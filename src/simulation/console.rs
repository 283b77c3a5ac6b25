use log::info;
use serde::{Deserialize, Serialize};
use std::collections::VecDeque;

/// A timestamped line of the run's event log.
#[derive(Debug, Clone, PartialEq, Serialize, Deserialize)]
pub struct LogEntry {
    /// Local wall-clock time, `HH:MM:SS`
    pub timestamp: String,
    pub message: String,
}

/// Bounded event log, oldest entries are dropped first.
///
/// Every message is mirrored to the `log` facade.
#[derive(Debug, Clone)]
pub struct LogConsole {
    entries: VecDeque<LogEntry>,
    capacity: usize,
}

impl LogConsole {
    pub fn new(capacity: usize) -> Self {
        Self {
            entries: VecDeque::with_capacity(capacity),
            capacity,
        }
    }

    pub fn push(&mut self, message: impl Into<String>) {
        let message = message.into();
        info!("{}", message);
        self.entries.push_back(LogEntry {
            timestamp: chrono::Local::now().format("%H:%M:%S").to_string(),
            message,
        });
        while self.entries.len() > self.capacity {
            self.entries.pop_front();
        }
    }

    pub fn set_capacity(&mut self, capacity: usize) {
        self.capacity = capacity;
        while self.entries.len() > self.capacity {
            self.entries.pop_front();
        }
    }

    pub fn entries(&self) -> impl Iterator<Item = &LogEntry> {
        self.entries.iter()
    }

    pub fn last(&self) -> Option<&LogEntry> {
        self.entries.back()
    }

    pub fn len(&self) -> usize {
        self.entries.len()
    }

    pub fn is_empty(&self) -> bool {
        self.entries.is_empty()
    }
}
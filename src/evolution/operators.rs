use crate::candidate::Candidate;
use crate::config::EvolutionConfig;
use crate::evaluation::{random_candidate, score};
use crate::expression::{self, Expr, Vocabulary};
use log::debug;
use rand::prelude::*;

/// Children whose text grows beyond this many characters are discarded.
pub const MAX_EXPRESSION_LENGTH: usize = 50;

/// Subtree crossover.
///
/// Picks one function-application subtree of each parent and puts the one from
/// `parent2` in place of the first occurrence of the one from `parent1`. When either
/// parent has no subtree, or the child text would exceed `MAX_EXPRESSION_LENGTH`, a
/// fresh random candidate is returned instead, so crossover never fails.
///
/// # Arguments
/// * `parent1` - Receives the donated subtree
/// * `parent2` - Donates a subtree
/// * `config` - Supplies the generation depth for fallbacks and the dataset
/// * `vocabulary` - Symbols for fallbacks and scoring
/// * `rng` - Random source
///
/// # Returns
/// * `Candidate` - A newly scored child
pub fn crossover<R: Rng + ?Sized>(
    parent1: &Candidate,
    parent2: &Candidate,
    config: &EvolutionConfig,
    vocabulary: &Vocabulary,
    rng: &mut R,
) -> Candidate {
    let (tree1, tree2) = match (
        Expr::parse(parent1.expression()),
        Expr::parse(parent2.expression()),
    ) {
        (Ok(t1), Ok(t2)) => (t1, t2),
        (r1, r2) => {
            debug!(
                "Crossover parent does not parse ({:?}, {:?}), generating a fresh formula",
                r1.err(),
                r2.err()
            );
            return fresh(config, vocabulary, rng);
        }
    };

    let subtrees1 = tree1.subtrees();
    let subtrees2 = tree2.subtrees();
    let (Some(&target), Some(&donor)) = (subtrees1.choose(rng), subtrees2.choose(rng)) else {
        debug!(
            "No subtree to swap between '{}' and '{}', generating a fresh formula",
            parent1.expression(),
            parent2.expression()
        );
        return fresh(config, vocabulary, rng);
    };

    let Some(child) = tree1.replace_first(target, donor) else {
        return fresh(config, vocabulary, rng);
    };
    let text = child.to_string();
    if text.len() > MAX_EXPRESSION_LENGTH {
        debug!(
            "Crossover child '{}' exceeds {} characters, generating a fresh formula",
            text, MAX_EXPRESSION_LENGTH
        );
        return fresh(config, vocabulary, rng);
    }

    score(&text, &config.dataset, vocabulary, rng)
}

/// Single-token mutation.
///
/// Picks one token position uniformly and replaces the token there with a different
/// member of the same category (function or terminal). Only that position changes,
/// other occurrences of the same symbol are kept. If the category has no other member,
/// or the symbol is not part of the vocabulary, the text is kept unchanged and simply
/// re-scored. Text without any token yields a fresh random candidate.
///
/// # Arguments
/// * `candidate` - The candidate to derive from, left untouched
/// * `config` - Supplies the generation depth for fallbacks and the dataset
/// * `vocabulary` - Symbol categories and replacements
/// * `rng` - Random source
///
/// # Returns
/// * `Candidate` - A newly scored candidate
pub fn mutate<R: Rng + ?Sized>(
    candidate: &Candidate,
    config: &EvolutionConfig,
    vocabulary: &Vocabulary,
    rng: &mut R,
) -> Candidate {
    let text = candidate.expression();
    let tokens = expression::alphabetic_tokens(text);
    if tokens.is_empty() {
        debug!("Nothing to mutate in '{}', generating a fresh formula", text);
        return fresh(config, vocabulary, rng);
    }

    let point = rng.random_range(0..tokens.len());
    let current = tokens[point];
    let replacement = vocabulary
        .kind_of(current)
        .and_then(|kind| vocabulary.alternatives(kind, current).choose(rng).copied())
        .unwrap_or(current);

    let mutated = match Expr::parse(text) {
        Ok(tree) => tree
            .with_token_at(point, replacement)
            .map(|t| t.to_string()),
        Err(_) => expression::replace_nth_token(text, point, replacement),
    }
    .unwrap_or_else(|| text.to_string());

    score(&mutated, &config.dataset, vocabulary, rng)
}

fn fresh<R: Rng + ?Sized>(
    config: &EvolutionConfig,
    vocabulary: &Vocabulary,
    rng: &mut R,
) -> Candidate {
    random_candidate(config.max_complexity, &config.dataset, vocabulary, rng)
}
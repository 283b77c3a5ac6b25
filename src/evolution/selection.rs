use crate::candidate::Candidate;
use rand::prelude::*;

/// Number of contestants drawn per tournament.
pub const TOURNAMENT_SIZE: usize = 3;

/// Picks a parent by tournament.
///
/// Draws `TOURNAMENT_SIZE` candidates uniformly with replacement and returns the one
/// with the highest score. On ties the earliest drawn contestant wins.
///
/// # Arguments
/// * `population` - The population to draw from
/// * `rng` - Random source
///
/// # Returns
/// * `Option<&Candidate>` - The winner, `None` only for an empty population
pub fn tournament_select<'p, R: Rng + ?Sized>(
    population: &'p [Candidate],
    rng: &mut R,
) -> Option<&'p Candidate> {
    let mut best: Option<&Candidate> = None;
    for _ in 0..TOURNAMENT_SIZE {
        let contestant = population.choose(rng)?;
        if best.map_or(true, |b| contestant.score() > b.score()) {
            best = Some(contestant);
        }
    }
    best
}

════════

_What you will do:_ The reply should hold only the lines from the top of the records through the line that has "filename src/evolution/operators.rs", each one exact.

_Solution to this problem:_
filename src/simulation/console.rs
repository 283b77c3a5ac6b25
use log::info;
use serde::{Deserialize, Serialize};
use std::collections::VecDeque;

/// A timestamped line of the run's event log.
#[derive(Debug, Clone, PartialEq, Serialize, Deserialize)]
pub struct LogEntry {
    /// Local wall-clock time, `HH:MM:SS`
    pub timestamp: String,
    pub message: String,
}

/// Bounded event log, oldest entries are dropped first.
///
/// Every message is mirrored to the `log` facade.
#[derive(Debug, Clone)]
pub struct LogConsole {
    entries: VecDeque<LogEntry>,
    capacity: usize,
}

impl LogConsole {
    pub fn new(capacity: usize) -> Self {
        Self {
            entries: VecDeque::with_capacity(capacity),
            capacity,
        }
    }

    pub fn push(&mut self, message: impl Into<String>) {
        let message = message.into();
        info!("{}", message);
        self.entries.push_back(LogEntry {
            timestamp: chrono::Local::now().format("%H:%M:%S").to_string(),
            message,
        });
        while self.entries.len() > self.capacity {
            self.entries.pop_front();
        }
    }

    pub fn set_capacity(&mut self, capacity: usize) {
        self.capacity = capacity;
        while self.entries.len() > self.capacity {
            self.entries.pop_front();
        }
    }

    pub fn entries(&self) -> impl Iterator<Item = &LogEntry> {
        self.entries.iter()
    }

    pub fn last(&self) -> Option<&LogEntry> {
        self.entries.back()
    }

    pub fn len(&self) -> usize {
        self.entries.len()
    }

    pub fn is_empty(&self) -> bool {
        self.entries.is_empty()
    }
}
filename src/evolution/operators.rs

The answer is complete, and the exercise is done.